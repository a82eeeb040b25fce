//! Configuration management module
//!
//! Provides TOML-based configuration files with defaults and
//! validation. All file access is synchronous; nothing in the crate
//! suspends.

use serde::{Deserialize, Serialize};
use std::fs;
use std::path::{Path, PathBuf};
use tracing::{debug, info};

use crate::error::{ViewError, ViewResult};

/// Main application configuration
#[derive(Debug, Clone, Serialize, Deserialize)]
pub struct Config {
    /// Application settings
    pub app: AppConfig,
    /// UI configuration
    pub ui: UiConfig,
}

impl Config {
    /// Load configuration from default locations
    ///
    /// Search order:
    /// 1. ./modalview.toml
    /// 2. ~/.config/modalview/config.toml
    /// 3. Default configuration
    pub fn load() -> ViewResult<Self> {
        info!("Loading application configuration");

        // Try current directory first
        if let Ok(config) = Self::load_from_file("./modalview.toml") {
            info!("Loaded configuration from ./modalview.toml");
            return Ok(config);
        }

        // Try user config directory
        if let Some(config_path) = Self::get_user_config_path() {
            if let Ok(config) = Self::load_from_file(&config_path) {
                info!("Loaded configuration from {}", config_path.display());
                return Ok(config);
            }
        }

        // Use default configuration
        info!("Using default configuration");
        Ok(Self::default())
    }

    /// Load configuration from a specific file
    pub fn load_from_file<P: AsRef<Path>>(path: P) -> ViewResult<Self> {
        let path = path.as_ref();
        debug!("Loading configuration from: {}", path.display());

        let content = fs::read_to_string(path)?;

        let config: Config = toml::from_str(&content)
            .map_err(|e| ViewError::config(format!("Failed to parse config file: {}", e)))?;

        config.validate()?;

        Ok(config)
    }

    /// Save configuration to a file
    pub fn save_to_file<P: AsRef<Path>>(&self, path: P) -> ViewResult<()> {
        let path = path.as_ref();
        debug!("Saving configuration to: {}", path.display());

        // Create parent directories if they don't exist
        if let Some(parent) = path.parent() {
            fs::create_dir_all(parent)?;
        }

        let content = toml::to_string_pretty(self)
            .map_err(|e| ViewError::config(format!("Failed to serialize config: {}", e)))?;

        fs::write(path, content)?;

        info!("Configuration saved to: {}", path.display());
        Ok(())
    }

    /// Validate configuration
    pub fn validate(&self) -> ViewResult<()> {
        debug!("Validating configuration");

        if self.ui.width_percent < 10 || self.ui.width_percent > 100 {
            return Err(ViewError::config(
                "width_percent must be between 10 and 100",
            ));
        }

        if self.ui.height_percent < 10 || self.ui.height_percent > 100 {
            return Err(ViewError::config(
                "height_percent must be between 10 and 100",
            ));
        }

        debug!("Configuration validation passed");
        Ok(())
    }

    /// Get user configuration directory path
    fn get_user_config_path() -> Option<PathBuf> {
        dirs::config_dir().map(|mut path| {
            path.push("modalview");
            path.push("config.toml");
            path
        })
    }
}

impl Default for Config {
    fn default() -> Self {
        Self {
            app: AppConfig::default(),
            ui: UiConfig::default(),
        }
    }
}

/// Application-level configuration
#[derive(Debug, Clone, Serialize, Deserialize)]
pub struct AppConfig {
    /// Application name
    pub name: String,
    /// Application version
    pub version: String,
    /// Log level
    pub log_level: String,
}

impl Default for AppConfig {
    fn default() -> Self {
        Self {
            name: "modalview".to_string(),
            version: env!("CARGO_PKG_VERSION").to_string(),
            log_level: if cfg!(debug_assertions) {
                "debug"
            } else {
                "info"
            }
            .to_string(),
        }
    }
}

/// UI configuration
#[derive(Debug, Clone, Serialize, Deserialize)]
pub struct UiConfig {
    /// Theme name
    pub theme: String,
    /// Container width as a percentage of the frame
    pub width_percent: u16,
    /// Container height as a percentage of the frame
    pub height_percent: u16,
    /// Enable mouse support
    pub enable_mouse: bool,
    /// Hide a modal when its overlay is clicked
    pub dismiss_on_overlay_click: bool,
}

impl Default for UiConfig {
    fn default() -> Self {
        Self {
            theme: "default".to_string(),
            width_percent: 60,
            height_percent: 40,
            enable_mouse: true,
            dismiss_on_overlay_click: true,
        }
    }
}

---+---

*TASK TO CARRY OUT*.
The word "info" appears on some lines of the data above; say how many such lines there are, with nothing else.

*ANSWER SECTION*.
7